→ **ASSIGNED TASK**
I would like you to restate each record word for word.

::: INPUT DATA

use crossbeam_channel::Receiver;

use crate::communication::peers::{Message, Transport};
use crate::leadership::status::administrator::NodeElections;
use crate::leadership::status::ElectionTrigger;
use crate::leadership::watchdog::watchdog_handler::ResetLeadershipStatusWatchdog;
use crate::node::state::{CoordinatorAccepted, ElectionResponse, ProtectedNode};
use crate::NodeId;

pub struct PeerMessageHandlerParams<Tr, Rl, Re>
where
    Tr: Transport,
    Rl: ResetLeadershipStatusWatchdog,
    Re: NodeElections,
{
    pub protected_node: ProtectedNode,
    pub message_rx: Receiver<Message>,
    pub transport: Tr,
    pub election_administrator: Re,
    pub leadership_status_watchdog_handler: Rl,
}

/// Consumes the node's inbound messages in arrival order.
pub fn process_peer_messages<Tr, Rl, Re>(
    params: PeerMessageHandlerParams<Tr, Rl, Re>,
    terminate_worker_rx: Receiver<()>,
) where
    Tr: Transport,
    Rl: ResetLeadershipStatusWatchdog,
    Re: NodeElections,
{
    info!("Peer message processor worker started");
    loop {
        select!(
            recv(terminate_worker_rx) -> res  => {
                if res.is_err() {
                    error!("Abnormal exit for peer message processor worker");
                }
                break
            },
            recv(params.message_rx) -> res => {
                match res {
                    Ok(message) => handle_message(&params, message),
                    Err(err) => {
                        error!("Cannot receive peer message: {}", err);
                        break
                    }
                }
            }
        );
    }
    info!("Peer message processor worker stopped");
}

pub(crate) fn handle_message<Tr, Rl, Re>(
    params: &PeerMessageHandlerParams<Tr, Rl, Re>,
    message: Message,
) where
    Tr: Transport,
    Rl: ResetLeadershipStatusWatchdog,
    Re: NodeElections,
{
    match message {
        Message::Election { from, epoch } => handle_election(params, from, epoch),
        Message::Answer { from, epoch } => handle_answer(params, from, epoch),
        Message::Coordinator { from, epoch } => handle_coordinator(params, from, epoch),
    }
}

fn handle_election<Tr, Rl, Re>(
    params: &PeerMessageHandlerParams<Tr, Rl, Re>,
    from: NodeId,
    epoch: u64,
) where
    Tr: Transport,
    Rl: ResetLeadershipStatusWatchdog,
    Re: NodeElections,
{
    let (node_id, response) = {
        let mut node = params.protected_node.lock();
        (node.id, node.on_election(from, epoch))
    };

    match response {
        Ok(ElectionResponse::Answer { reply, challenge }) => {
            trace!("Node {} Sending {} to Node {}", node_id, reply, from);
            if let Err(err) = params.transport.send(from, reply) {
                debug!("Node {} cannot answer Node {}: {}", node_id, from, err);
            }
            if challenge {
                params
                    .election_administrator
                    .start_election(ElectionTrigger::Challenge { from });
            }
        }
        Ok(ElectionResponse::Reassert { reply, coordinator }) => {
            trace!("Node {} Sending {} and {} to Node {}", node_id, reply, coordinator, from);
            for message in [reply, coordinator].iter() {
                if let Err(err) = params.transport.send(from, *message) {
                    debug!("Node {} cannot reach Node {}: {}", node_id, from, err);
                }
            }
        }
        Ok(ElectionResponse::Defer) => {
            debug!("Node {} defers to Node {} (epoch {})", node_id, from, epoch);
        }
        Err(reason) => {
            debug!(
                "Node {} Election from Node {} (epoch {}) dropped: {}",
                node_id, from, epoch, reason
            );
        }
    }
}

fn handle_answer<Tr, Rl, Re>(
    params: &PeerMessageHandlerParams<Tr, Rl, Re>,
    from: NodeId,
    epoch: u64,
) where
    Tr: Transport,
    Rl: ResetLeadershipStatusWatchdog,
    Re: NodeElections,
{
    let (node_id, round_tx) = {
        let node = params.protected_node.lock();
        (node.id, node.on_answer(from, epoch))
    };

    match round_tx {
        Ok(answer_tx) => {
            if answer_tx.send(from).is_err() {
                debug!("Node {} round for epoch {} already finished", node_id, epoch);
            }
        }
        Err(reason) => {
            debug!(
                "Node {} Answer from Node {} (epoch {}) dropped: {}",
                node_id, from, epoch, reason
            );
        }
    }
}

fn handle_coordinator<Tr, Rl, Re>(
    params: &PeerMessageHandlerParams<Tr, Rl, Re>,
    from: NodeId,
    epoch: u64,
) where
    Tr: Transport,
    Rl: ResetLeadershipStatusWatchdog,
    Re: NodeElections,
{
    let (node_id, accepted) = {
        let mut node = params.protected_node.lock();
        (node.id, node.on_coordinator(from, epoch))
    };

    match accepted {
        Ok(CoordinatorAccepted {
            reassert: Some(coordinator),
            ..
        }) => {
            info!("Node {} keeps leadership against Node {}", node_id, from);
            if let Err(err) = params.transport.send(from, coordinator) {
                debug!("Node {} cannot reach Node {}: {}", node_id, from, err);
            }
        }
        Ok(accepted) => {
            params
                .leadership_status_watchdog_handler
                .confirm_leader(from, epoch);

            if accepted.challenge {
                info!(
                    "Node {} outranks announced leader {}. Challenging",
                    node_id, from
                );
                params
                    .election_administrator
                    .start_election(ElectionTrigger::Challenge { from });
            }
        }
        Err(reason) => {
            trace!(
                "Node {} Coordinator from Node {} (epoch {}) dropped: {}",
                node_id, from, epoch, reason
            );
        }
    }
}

::::::

→ **EXERCISE RESPONSE**
use crossbeam_channel::Receiver;

use crate::communication::peers::{Message, Transport};
use crate::leadership::status::administrator::NodeElections;
use crate::leadership::status::ElectionTrigger;
use crate::leadership::watchdog::watchdog_handler::ResetLeadershipStatusWatchdog;
use crate::node::state::{CoordinatorAccepted, ElectionResponse, ProtectedNode};
use crate::NodeId;

pub struct PeerMessageHandlerParams<Tr, Rl, Re>
where
    Tr: Transport,
    Rl: ResetLeadershipStatusWatchdog,
    Re: NodeElections,
{
    pub protected_node: ProtectedNode,
    pub message_rx: Receiver<Message>,
    pub transport: Tr,
    pub election_administrator: Re,
    pub leadership_status_watchdog_handler: Rl,
}

/// Consumes the node's inbound messages in arrival order.
pub fn process_peer_messages<Tr, Rl, Re>(
    params: PeerMessageHandlerParams<Tr, Rl, Re>,
    terminate_worker_rx: Receiver<()>,
) where
    Tr: Transport,
    Rl: ResetLeadershipStatusWatchdog,
    Re: NodeElections,
{
    info!("Peer message processor worker started");
    loop {
        select!(
            recv(terminate_worker_rx) -> res  => {
                if res.is_err() {
                    error!("Abnormal exit for peer message processor worker");
                }
                break
            },
            recv(params.message_rx) -> res => {
                match res {
                    Ok(message) => handle_message(&params, message),
                    Err(err) => {
                        error!("Cannot receive peer message: {}", err);
                        break
                    }
                }
            }
        );
    }
    info!("Peer message processor worker stopped");
}

pub(crate) fn handle_message<Tr, Rl, Re>(
    params: &PeerMessageHandlerParams<Tr, Rl, Re>,
    message: Message,
) where
    Tr: Transport,
    Rl: ResetLeadershipStatusWatchdog,
    Re: NodeElections,
{
    match message {
        Message::Election { from, epoch } => handle_election(params, from, epoch),
        Message::Answer { from, epoch } => handle_answer(params, from, epoch),
        Message::Coordinator { from, epoch } => handle_coordinator(params, from, epoch),
    }
}

fn handle_election<Tr, Rl, Re>(
    params: &PeerMessageHandlerParams<Tr, Rl, Re>,
    from: NodeId,
    epoch: u64,
) where
    Tr: Transport,
    Rl: ResetLeadershipStatusWatchdog,
    Re: NodeElections,
{
    let (node_id, response) = {
        let mut node = params.protected_node.lock();
        (node.id, node.on_election(from, epoch))
    };

    match response {
        Ok(ElectionResponse::Answer { reply, challenge }) => {
            trace!("Node {} Sending {} to Node {}", node_id, reply, from);
            if let Err(err) = params.transport.send(from, reply) {
                debug!("Node {} cannot answer Node {}: {}", node_id, from, err);
            }
            if challenge {
                params
                    .election_administrator
                    .start_election(ElectionTrigger::Challenge { from });
            }
        }
        Ok(ElectionResponse::Reassert { reply, coordinator }) => {
            trace!("Node {} Sending {} and {} to Node {}", node_id, reply, coordinator, from);
            for message in [reply, coordinator].iter() {
                if let Err(err) = params.transport.send(from, *message) {
                    debug!("Node {} cannot reach Node {}: {}", node_id, from, err);
                }
            }
        }
        Ok(ElectionResponse::Defer) => {
            debug!("Node {} defers to Node {} (epoch {})", node_id, from, epoch);
        }
        Err(reason) => {
            debug!(
                "Node {} Election from Node {} (epoch {}) dropped: {}",
                node_id, from, epoch, reason
            );
        }
    }
}

fn handle_answer<Tr, Rl, Re>(
    params: &PeerMessageHandlerParams<Tr, Rl, Re>,
    from: NodeId,
    epoch: u64,
) where
    Tr: Transport,
    Rl: ResetLeadershipStatusWatchdog,
    Re: NodeElections,
{
    let (node_id, round_tx) = {
        let node = params.protected_node.lock();
        (node.id, node.on_answer(from, epoch))
    };

    match round_tx {
        Ok(answer_tx) => {
            if answer_tx.send(from).is_err() {
                debug!("Node {} round for epoch {} already finished", node_id, epoch);
            }
        }
        Err(reason) => {
            debug!(
                "Node {} Answer from Node {} (epoch {}) dropped: {}",
                node_id, from, epoch, reason
            );
        }
    }
}

fn handle_coordinator<Tr, Rl, Re>(
    params: &PeerMessageHandlerParams<Tr, Rl, Re>,
    from: NodeId,
    epoch: u64,
) where
    Tr: Transport,
    Rl: ResetLeadershipStatusWatchdog,
    Re: NodeElections,
{
    let (node_id, accepted) = {
        let mut node = params.protected_node.lock();
        (node.id, node.on_coordinator(from, epoch))
    };

    match accepted {
        Ok(CoordinatorAccepted {
            reassert: Some(coordinator),
            ..
        }) => {
            info!("Node {} keeps leadership against Node {}", node_id, from);
            if let Err(err) = params.transport.send(from, coordinator) {
                debug!("Node {} cannot reach Node {}: {}", node_id, from, err);
            }
        }
        Ok(accepted) => {
            params
                .leadership_status_watchdog_handler
                .confirm_leader(from, epoch);

            if accepted.challenge {
                info!(
                    "Node {} outranks announced leader {}. Challenging",
                    node_id, from
                );
                params
                    .election_administrator
                    .start_election(ElectionTrigger::Challenge { from });
            }
        }
        Err(reason) => {
            trace!(
                "Node {} Coordinator from Node {} (epoch {}) dropped: {}",
                node_id, from, epoch, reason
            );
        }
    }
}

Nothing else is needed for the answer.